Speaking of design choices, like the Penclic R3 Mouse I reviewed a couple of weeks ago, for the K2 the guys over at Penclic followed the same ergonomic theory to minimise or eliminate completely the risk of RSI. The K2 has a low profile, like a really low profile with a thickness, if we can call it that, exactly the same as an iPad Mini. So it kinda sits flat on any surface offering a perfect angle for your wrists reducing the overall tiredness. Another thing that I took notice, apart from the wrist thing, was since the angle of your arms resting is quite low, the bone which kinda sticks out in the elbow, the olecranon, didn’t hurt at all, something that happens often when I’m typing on the MacBook.
Now how I used the K2 for the past week doesn’t make any sense. I mean using a wireless keyboard with a laptop is as counterintuitive as it is plain stupid. Even now that I’m typing the review using the K2 it just feel wrong. However it didn’t felt wrong when I was using it to type when the Mac was connected to the TV while I was lying 3 meters away in a cozy couch. That combined with the R3 mouse made for a perfect Netflix watching experience, for the plebs without a Smart TVs out there like myself.

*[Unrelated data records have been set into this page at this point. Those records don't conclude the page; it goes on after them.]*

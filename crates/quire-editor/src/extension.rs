//! Capability units: the values an editor is composed from.
//!
//! A unit is plain data. It declares one node type, one mark type, or no
//! grammar at all, plus optional factories for keys, input rules, commands
//! and plugins. The registry folds a list of units into a composition.

use std::fmt;
use std::sync::Arc;

use quire_markdown::{BlockRule, DelimiterSpec, InlineRule, MarkWriter, NodeWriter, ParseSpec};
use quire_model::{Attrs, GrammarViolation, MarkSpec, MarkType, NodeSpec, NodeType, Schema, Transaction};
use smol_str::SmolStr;

use crate::error::CapabilityKind;
use crate::input_rules::InputRuleSpec;
use crate::plugin::Plugin;
use crate::state::EditorState;

/// A command: reads the state and returns the transaction to apply, or
/// `None` when it does not apply.
pub type CommandFn =
    Arc<dyn Fn(&EditorState, &Attrs) -> Result<Option<Transaction>, GrammarViolation> + Send + Sync>;

pub type KeysFactory = Arc<dyn Fn(&UnitContext) -> Vec<KeyDecl> + Send + Sync>;
pub type InputRulesFactory = Arc<dyn Fn(&UnitContext) -> Vec<InputRuleSpec> + Send + Sync>;
pub type CommandsFactory = Arc<dyn Fn(&UnitContext) -> Vec<(SmolStr, CommandFn)> + Send + Sync>;
pub type PluginFactory = Arc<dyn Fn(&UnitContext) -> Box<dyn Plugin> + Send + Sync>;

/// What a factory gets to see: the composed grammar and the unit's own type.
#[derive(Clone)]
pub struct UnitContext {
    pub schema: Arc<Schema>,
    pub node_type: Option<Arc<NodeType>>,
    pub mark_type: Option<Arc<MarkType>>,
}

impl fmt::Debug for UnitContext {
    fn fmt(&self, f: &mut fmt::Formatter<'_>) -> fmt::Result {
        f.debug_struct("UnitContext")
            .field("node_type", &self.node_type.as_ref().map(|t| &t.name))
            .field("mark_type", &self.mark_type.as_ref().map(|t| &t.name))
            .finish_non_exhaustive()
    }
}

/// A key binding as declared by a unit. The key string is parsed when the
/// registry is composed.
#[derive(Debug, Clone)]
pub struct KeyDecl {
    pub keys: SmolStr,
    pub command: SmolStr,
    pub attrs: Attrs,
}

/// Bind `keys` to the command `command`.
pub fn key(keys: &str, command: &str) -> KeyDecl {
    KeyDecl {
        keys: keys.into(),
        command: command.into(),
        attrs: Attrs::new(),
    }
}

impl KeyDecl {
    pub fn with_attrs(mut self, attrs: Attrs) -> Self {
        self.attrs = attrs;
        self
    }
}

/// Markdown mapping of a node unit.
#[derive(Clone)]
pub struct NodeMarkdown {
    /// Token names and how they fold into the tree.
    pub tokens: Vec<(SmolStr, ParseSpec)>,
    pub writer: NodeWriter,
    pub block_rules: Vec<Arc<dyn BlockRule>>,
    pub inline_rules: Vec<Arc<dyn InlineRule>>,
}

impl NodeMarkdown {
    pub fn new(writer: NodeWriter) -> Self {
        Self {
            tokens: Vec::new(),
            writer,
            block_rules: Vec::new(),
            inline_rules: Vec::new(),
        }
    }

    pub fn token(mut self, name: &str, spec: ParseSpec) -> Self {
        self.tokens.push((name.into(), spec));
        self
    }

    pub fn block_rule(mut self, rule: Arc<dyn BlockRule>) -> Self {
        self.block_rules.push(rule);
        self
    }

    pub fn inline_rule(mut self, rule: Arc<dyn InlineRule>) -> Self {
        self.inline_rules.push(rule);
        self
    }
}

/// Markdown mapping of a mark unit.
#[derive(Clone)]
pub struct MarkMarkdown {
    pub token: SmolStr,
    pub spec: ParseSpec,
    pub writer: MarkWriter,
    pub delimiters: Vec<DelimiterSpec>,
}

/// Factories shared by every unit kind.
#[derive(Clone, Default)]
pub struct Capabilities {
    pub keys: Option<KeysFactory>,
    pub input_rules: Option<InputRulesFactory>,
    pub commands: Option<CommandsFactory>,
    pub plugins: Option<PluginFactory>,
}

#[derive(Clone)]
pub struct NodeExtension {
    pub name: SmolStr,
    pub spec: NodeSpec,
    pub markdown: Option<NodeMarkdown>,
    pub capabilities: Capabilities,
}

#[derive(Clone)]
pub struct MarkExtension {
    pub name: SmolStr,
    pub spec: MarkSpec,
    pub markdown: Option<MarkMarkdown>,
    pub capabilities: Capabilities,
}

#[derive(Clone)]
pub struct BehaviorExtension {
    pub name: SmolStr,
    pub capabilities: Capabilities,
}

/// A capability unit.
#[derive(Clone)]
pub enum Extension {
    Node(NodeExtension),
    Mark(MarkExtension),
    Behavior(BehaviorExtension),
}

impl fmt::Debug for Extension {
    fn fmt(&self, f: &mut fmt::Formatter<'_>) -> fmt::Result {
        write!(f, "Extension::{:?}({})", self.kind(), self.name())
    }
}

impl Extension {
    pub fn node(name: &str, spec: NodeSpec) -> Self {
        Extension::Node(NodeExtension {
            name: name.into(),
            spec,
            markdown: None,
            capabilities: Capabilities::default(),
        })
    }

    pub fn mark(name: &str, spec: MarkSpec) -> Self {
        Extension::Mark(MarkExtension {
            name: name.into(),
            spec,
            markdown: None,
            capabilities: Capabilities::default(),
        })
    }

    pub fn behavior(name: &str) -> Self {
        Extension::Behavior(BehaviorExtension {
            name: name.into(),
            capabilities: Capabilities::default(),
        })
    }

    pub fn name(&self) -> &SmolStr {
        match self {
            Extension::Node(unit) => &unit.name,
            Extension::Mark(unit) => &unit.name,
            Extension::Behavior(unit) => &unit.name,
        }
    }

    pub fn kind(&self) -> CapabilityKind {
        match self {
            Extension::Node(_) => CapabilityKind::Node,
            Extension::Mark(_) => CapabilityKind::Mark,
            Extension::Behavior(_) => CapabilityKind::Behavior,
        }
    }

    pub fn capabilities(&self) -> &Capabilities {
        match self {
            Extension::Node(unit) => &unit.capabilities,
            Extension::Mark(unit) => &unit.capabilities,
            Extension::Behavior(unit) => &unit.capabilities,
        }
    }

    fn capabilities_mut(&mut self) -> &mut Capabilities {
        match self {
            Extension::Node(unit) => &mut unit.capabilities,
            Extension::Mark(unit) => &mut unit.capabilities,
            Extension::Behavior(unit) => &mut unit.capabilities,
        }
    }

    /// Attach a node markdown mapping. Ignored on other unit kinds.
    pub fn with_node_markdown(mut self, markdown: NodeMarkdown) -> Self {
        if let Extension::Node(unit) = &mut self {
            unit.markdown = Some(markdown);
        }
        self
    }

    /// Attach a mark markdown mapping. Ignored on other unit kinds.
    pub fn with_mark_markdown(mut self, markdown: MarkMarkdown) -> Self {
        if let Extension::Mark(unit) = &mut self {
            unit.markdown = Some(markdown);
        }
        self
    }

    pub fn with_keys(
        mut self,
        f: impl Fn(&UnitContext) -> Vec<KeyDecl> + Send + Sync + 'static,
    ) -> Self {
        self.capabilities_mut().keys = Some(Arc::new(f));
        self
    }

    pub fn with_input_rules(
        mut self,
        f: impl Fn(&UnitContext) -> Vec<InputRuleSpec> + Send + Sync + 'static,
    ) -> Self {
        self.capabilities_mut().input_rules = Some(Arc::new(f));
        self
    }

    pub fn with_commands(
        mut self,
        f: impl Fn(&UnitContext) -> Vec<(SmolStr, CommandFn)> + Send + Sync + 'static,
    ) -> Self {
        self.capabilities_mut().commands = Some(Arc::new(f));
        self
    }

    pub fn with_plugin(
        mut self,
        f: impl Fn(&UnitContext) -> Box<dyn Plugin> + Send + Sync + 'static,
    ) -> Self {
        self.capabilities_mut().plugins = Some(Arc::new(f));
        self
    }
}

/// Wrap a closure as a [`CommandFn`].
pub fn command(
    f: impl Fn(&EditorState, &Attrs) -> Result<Option<Transaction>, GrammarViolation> + Send + Sync + 'static,
) -> CommandFn {
    Arc::new(f)
}
//! Content expressions: the per-node grammar over child node types.
//!
//! Syntax: names of node types or groups, `(...)` grouping, whitespace
//! separated sequences, `|` alternatives and the postfix operators `*`, `+`,
//! `?`, `{n}`, `{n,}` and `{n,m}`.
//!
//! Matching works on child type ids. Each term maps a start index to the set
//! of indices where a match of that term can end; a child list matches when
//! its length is among the ends of the whole expression starting at zero.

use std::collections::BTreeSet;

use smol_str::SmolStr;

use crate::error::SchemaError;

#[derive(Clone, Debug, PartialEq)]
enum Term {
    Types(Vec<usize>),
    Seq(Vec<Term>),
    Choice(Vec<Term>),
    Repeat {
        term: Box<Term>,
        min: usize,
        max: Option<usize>,
    },
}

/// Compiled content expression of a node type.
#[derive(Clone, Debug, PartialEq)]
pub struct ContentExpr {
    source: SmolStr,
    term: Option<Term>,
}

impl ContentExpr {
    /// The expression of leaf nodes: no children allowed.
    pub fn empty() -> Self {
        Self {
            source: SmolStr::default(),
            term: None,
        }
    }

    /// Parse `source`, resolving each name to the type ids it stands for.
    pub fn parse(
        node: &str,
        source: &str,
        resolve: impl Fn(&str) -> Option<Vec<usize>>,
    ) -> Result<Self, SchemaError> {
        let tokens = tokenize(source);
        if tokens.is_empty() {
            return Ok(Self::empty());
        }
        let mut parser = ExprParser {
            node,
            source,
            tokens,
            pos: 0,
            resolve: &resolve,
        };
        let term = parser.parse_choice()?;
        if parser.pos < parser.tokens.len() {
            return Err(parser.error(format!(
                "unexpected token `{}`",
                parser.tokens[parser.pos]
            )));
        }
        Ok(Self {
            source: SmolStr::new(source),
            term: Some(term),
        })
    }

    pub fn source(&self) -> &str {
        &self.source
    }

    /// True when the expression admits no children at all.
    pub fn is_empty(&self) -> bool {
        self.term.is_none()
    }

    /// Whether the given child type sequence is valid content.
    pub fn matches(&self, types: &[usize]) -> bool {
        match &self.term {
            None => types.is_empty(),
            Some(term) => ends(term, types, 0).contains(&types.len()),
        }
    }

    /// Whether a child of type `ty` can be the first child.
    pub fn can_start_with(&self, ty: usize) -> bool {
        match &self.term {
            None => false,
            Some(term) => !ends(term, &[ty], 0).is_empty(),
        }
    }

    /// Whether `types` is a prefix of some valid child list.
    pub fn can_complete(&self, types: &[usize]) -> bool {
        if self.matches(types) {
            return true;
        }
        let referenced = self.referenced();
        (1..=MAX_FILL).any(|len| {
            sequences(&referenced, len).into_iter().any(|seq| {
                let mut ids = types.to_vec();
                ids.extend(seq);
                self.matches(&ids)
            })
        })
    }

    /// All type ids named anywhere in the expression, in order of appearance.
    pub fn referenced(&self) -> Vec<usize> {
        let mut out = Vec::new();
        if let Some(term) = &self.term {
            collect(term, &mut out);
        }
        out
    }

    /// Shortest sequence of fillable types satisfying the expression on its own.
    pub fn fill_empty(&self, fillable: &dyn Fn(usize) -> bool) -> Option<Vec<usize>> {
        match &self.term {
            None => Some(Vec::new()),
            Some(term) => fill(term, fillable),
        }
    }

    /// Find the shortest run of fillable types that, placed before (or after)
    /// `types`, makes the sequence valid. Returns `(before, after)`.
    pub fn fill_around(
        &self,
        types: &[usize],
        candidates: &[usize],
    ) -> Option<(Vec<usize>, Vec<usize>)> {
        if self.matches(types) {
            return Some((Vec::new(), Vec::new()));
        }
        for len in 1..=MAX_FILL {
            for seq in sequences(candidates, len) {
                let mut before = seq.clone();
                before.extend_from_slice(types);
                if self.matches(&before) {
                    return Some((seq, Vec::new()));
                }
                let mut after = types.to_vec();
                after.extend_from_slice(&seq);
                if self.matches(&after) {
                    return Some((Vec::new(), seq));
                }
            }
        }
        None
    }
}

const MAX_FILL: usize = 3;

fn sequences(candidates: &[usize], len: usize) -> Vec<Vec<usize>> {
    let mut out: Vec<Vec<usize>> = vec![Vec::new()];
    for _ in 0..len {
        out = out
            .into_iter()
            .flat_map(|prefix| {
                candidates.iter().map(move |c| {
                    let mut next = prefix.clone();
                    next.push(*c);
                    next
                })
            })
            .collect();
    }
    out
}

fn ends(term: &Term, types: &[usize], start: usize) -> BTreeSet<usize> {
    let mut out = BTreeSet::new();
    match term {
        Term::Types(ids) => {
            if let Some(ty) = types.get(start) {
                if ids.contains(ty) {
                    out.insert(start + 1);
                }
            }
        }
        Term::Seq(terms) => {
            let mut current = BTreeSet::from([start]);
            for t in terms {
                current = current.iter().flat_map(|p| ends(t, types, *p)).collect();
                if current.is_empty() {
                    break;
                }
            }
            out = current;
        }
        Term::Choice(terms) => {
            for t in terms {
                out.extend(ends(t, types, start));
            }
        }
        Term::Repeat { term, min, max } => {
            if *min == 0 {
                out.insert(start);
            }
            let limit = max.unwrap_or(min + types.len().saturating_sub(start) + 1);
            let mut frontier = BTreeSet::from([start]);
            for count in 1..=limit {
                let next: BTreeSet<usize> =
                    frontier.iter().flat_map(|p| ends(term, types, *p)).collect();
                if next.is_empty() {
                    break;
                }
                if count >= *min {
                    out.extend(next.iter().copied());
                }
                if next == frontier {
                    // The repeated term only matches empty here; further rounds change nothing.
                    if count < *min {
                        out.extend(next.iter().copied());
                    }
                    break;
                }
                frontier = next;
            }
        }
    }
    out
}

fn collect(term: &Term, out: &mut Vec<usize>) {
    match term {
        Term::Types(ids) => {
            for id in ids {
                if !out.contains(id) {
                    out.push(*id);
                }
            }
        }
        Term::Seq(terms) | Term::Choice(terms) => terms.iter().for_each(|t| collect(t, out)),
        Term::Repeat { term, .. } => collect(term, out),
    }
}

fn fill(term: &Term, fillable: &dyn Fn(usize) -> bool) -> Option<Vec<usize>> {
    match term {
        Term::Types(ids) => ids.iter().copied().find(|id| fillable(*id)).map(|id| vec![id]),
        Term::Seq(terms) => {
            let mut out = Vec::new();
            for t in terms {
                out.extend(fill(t, fillable)?);
            }
            Some(out)
        }
        Term::Choice(terms) => terms
            .iter()
            .filter_map(|t| fill(t, fillable))
            .min_by_key(|seq| seq.len()),
        Term::Repeat { term, min, .. } => {
            if *min == 0 {
                return Some(Vec::new());
            }
            let once = fill(term, fillable)?;
            Some(once.repeat(*min))
        }
    }
}

fn tokenize(source: &str) -> Vec<SmolStr> {
    let mut tokens = Vec::new();
    let mut word = String::new();
    for c in source.chars() {
        if c.is_alphanumeric() || c == '_' {
            word.push(c);
            continue;
        }
        if !word.is_empty() {
            tokens.push(SmolStr::new(&word));
            word.clear();
        }
        if !c.is_whitespace() {
            tokens.push(SmolStr::new(c.encode_utf8(&mut [0; 4])));
        }
    }
    if !word.is_empty() {
        tokens.push(SmolStr::new(&word));
    }
    tokens
}

struct ExprParser<'a> {
    node: &'a str,
    source: &'a str,
    tokens: Vec<SmolStr>,
    pos: usize,
    resolve: &'a dyn Fn(&str) -> Option<Vec<usize>>,
}

impl ExprParser<'_> {
    fn error(&self, message: String) -> SchemaError {
        SchemaError::ContentSyntax {
            node: SmolStr::new(self.node),
            expr: SmolStr::new(self.source),
            message,
        }
    }

    fn peek(&self) -> Option<&str> {
        self.tokens.get(self.pos).map(|t| t.as_str())
    }

    fn eat(&mut self, tok: &str) -> bool {
        if self.peek() == Some(tok) {
            self.pos += 1;
            true
        } else {
            false
        }
    }

    fn parse_choice(&mut self) -> Result<Term, SchemaError> {
        let mut alts = vec![self.parse_seq()?];
        while self.eat("|") {
            alts.push(self.parse_seq()?);
        }
        Ok(if alts.len() == 1 {
            alts.remove(0)
        } else {
            Term::Choice(alts)
        })
    }

    fn parse_seq(&mut self) -> Result<Term, SchemaError> {
        let mut items = Vec::new();
        while let Some(tok) = self.peek() {
            if tok == ")" || tok == "|" {
                break;
            }
            items.push(self.parse_subscript()?);
        }
        match items.len() {
            0 => Err(self.error("expected a name or `(`".into())),
            1 => Ok(items.remove(0)),
            _ => Ok(Term::Seq(items)),
        }
    }

    fn parse_subscript(&mut self) -> Result<Term, SchemaError> {
        let mut term = self.parse_atom()?;
        loop {
            let (min, max) = if self.eat("+") {
                (1, None)
            } else if self.eat("*") {
                (0, None)
            } else if self.eat("?") {
                (0, Some(1))
            } else if self.eat("{") {
                self.parse_range()?
            } else {
                break;
            };
            term = Term::Repeat {
                term: Box::new(term),
                min,
                max,
            };
        }
        Ok(term)
    }

    fn parse_number(&mut self) -> Result<usize, SchemaError> {
        let tok = self
            .peek()
            .ok_or_else(|| self.error("expected a number".into()))?;
        let n = tok
            .parse::<usize>()
            .map_err(|_| self.error(format!("expected a number, found `{tok}`")))?;
        self.pos += 1;
        Ok(n)
    }

    fn parse_range(&mut self) -> Result<(usize, Option<usize>), SchemaError> {
        let min = self.parse_number()?;
        let max = if self.eat(",") {
            if self.peek() == Some("}") {
                None
            } else {
                Some(self.parse_number()?)
            }
        } else {
            Some(min)
        };
        if !self.eat("}") {
            return Err(self.error("unclosed `{`".into()));
        }
        if max.is_some_and(|m| m < min) {
            return Err(self.error(format!("range maximum below minimum {min}")));
        }
        Ok((min, max))
    }

    fn parse_atom(&mut self) -> Result<Term, SchemaError> {
        if self.eat("(") {
            let inner = self.parse_choice()?;
            if !self.eat(")") {
                return Err(self.error("missing closing `)`".into()));
            }
            return Ok(inner);
        }
        let tok = self
            .peek()
            .ok_or_else(|| self.error("unexpected end of expression".into()))?
            .to_owned();
        if !tok.chars().all(|c| c.is_alphanumeric() || c == '_') {
            return Err(self.error(format!("unexpected token `{tok}`")));
        }
        self.pos += 1;
        match (self.resolve)(&tok) {
            Some(ids) if !ids.is_empty() => Ok(Term::Types(ids)),
            _ => Err(SchemaError::UnknownContentName {
                node: SmolStr::new(self.node),
                name: SmolStr::new(&tok),
            }),
        }
    }
}

#[cfg(test)]
mod tests {
    use super::*;

    // paragraph = 0, heading = 1, text = 2, image = 3; group block = [0, 1], inline = [2, 3]
    fn resolve(name: &str) -> Option<Vec<usize>> {
        match name {
            "paragraph" => Some(vec![0]),
            "heading" => Some(vec![1]),
            "text" => Some(vec![2]),
            "image" => Some(vec![3]),
            "block" => Some(vec![0, 1]),
            "inline" => Some(vec![2, 3]),
            _ => None,
        }
    }

    fn expr(src: &str) -> ContentExpr {
        ContentExpr::parse("test", src, resolve).unwrap()
    }

    #[test]
    fn test_star_and_plus() {
        let star = expr("inline*");
        assert!(star.matches(&[]));
        assert!(star.matches(&[2, 3, 2]));
        assert!(!star.matches(&[0]));

        let plus = expr("block+");
        assert!(!plus.matches(&[]));
        assert!(plus.matches(&[1, 0, 0]));
    }

    #[test]
    fn test_sequence_and_choice() {
        let e = expr("paragraph block*");
        assert!(e.matches(&[0]));
        assert!(e.matches(&[0, 1, 0]));
        assert!(!e.matches(&[1, 0]));
        assert!(!e.matches(&[]));

        let c = expr("(heading | paragraph) text?");
        assert!(c.matches(&[1]));
        assert!(c.matches(&[0, 2]));
        assert!(!c.matches(&[0, 2, 2]));
    }

    #[test]
    fn test_ranges() {
        let e = expr("paragraph{2,3}");
        assert!(!e.matches(&[0]));
        assert!(e.matches(&[0, 0]));
        assert!(e.matches(&[0, 0, 0]));
        assert!(!e.matches(&[0, 0, 0, 0]));

        let open = expr("paragraph{2,}");
        assert!(open.matches(&[0, 0, 0, 0, 0]));
        let exact = expr("heading{1}");
        assert!(exact.matches(&[1]));
    }

    #[test]
    fn test_unknown_name_is_an_error() {
        let err = ContentExpr::parse("doc", "widget+", resolve).unwrap_err();
        assert_eq!(
            err,
            SchemaError::UnknownContentName {
                node: "doc".into(),
                name: "widget".into()
            }
        );
    }

    #[test]
    fn test_syntax_errors() {
        assert!(ContentExpr::parse("doc", "(block", resolve).is_err());
        assert!(ContentExpr::parse("doc", "block{3,1}", resolve).is_err());
        assert!(ContentExpr::parse("doc", "| block", resolve).is_err());
    }

    #[test]
    fn test_fill() {
        let e = expr("paragraph block*");
        let fillable = |id: usize| id != 2;
        assert_eq!(e.fill_empty(&fillable), Some(vec![0]));
        assert_eq!(e.fill_around(&[1], &[0]), Some((vec![0], vec![])));
        assert_eq!(expr("inline*").fill_empty(&fillable), Some(vec![]));
    }
}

The K2 is great, but it has some minor flaws. For example, there is no CapsLock indicator. Also there is no indicator to show you if the keyboard is on or off. There is a indicator, supposedly to show the battery life or something like that, but it displays nothing. I am also scared about it’s build quality. While the keys feel awesome and tactile when pressed, much like the R3 mouse, if the K2 falls it will break into a million pieces, so I’m kinda hesitant to move it or carry it around much. Luckily the rubbery feet keep it from sliding away. And as the final flaw or gripe I have with the K2 is the same one I had with the R3, why in the world does it need a dongle to work? The Mac has only two USB ports and if I decide to use both the mouse and keyboard, there is no port left to charge my iPhone, iPad or use another accessory, so why isn’t it a “one dongle two accessories” type deal?
But as I said there are some minor flaws to deal with. They don’t really hinder the K2 ability to perform. Typing feels great, it’s fast and the clicks are satisfying. Setting up is plug and type and the design choices are fantastic. While I cannot comment on the long-term effects of using the K2 with the whole RSI ordeal, I can say that your fingers, wrists and arms will thank the low profile. As for the price, it is expensive, but if you take in consideration the tons of testimonials out there and my opinion, the K2 might be the perfect wireless keyboard for you. Thanks for reading!
PS: Special shoutout to our amazing friends at MediaPR, thanks for making this happen!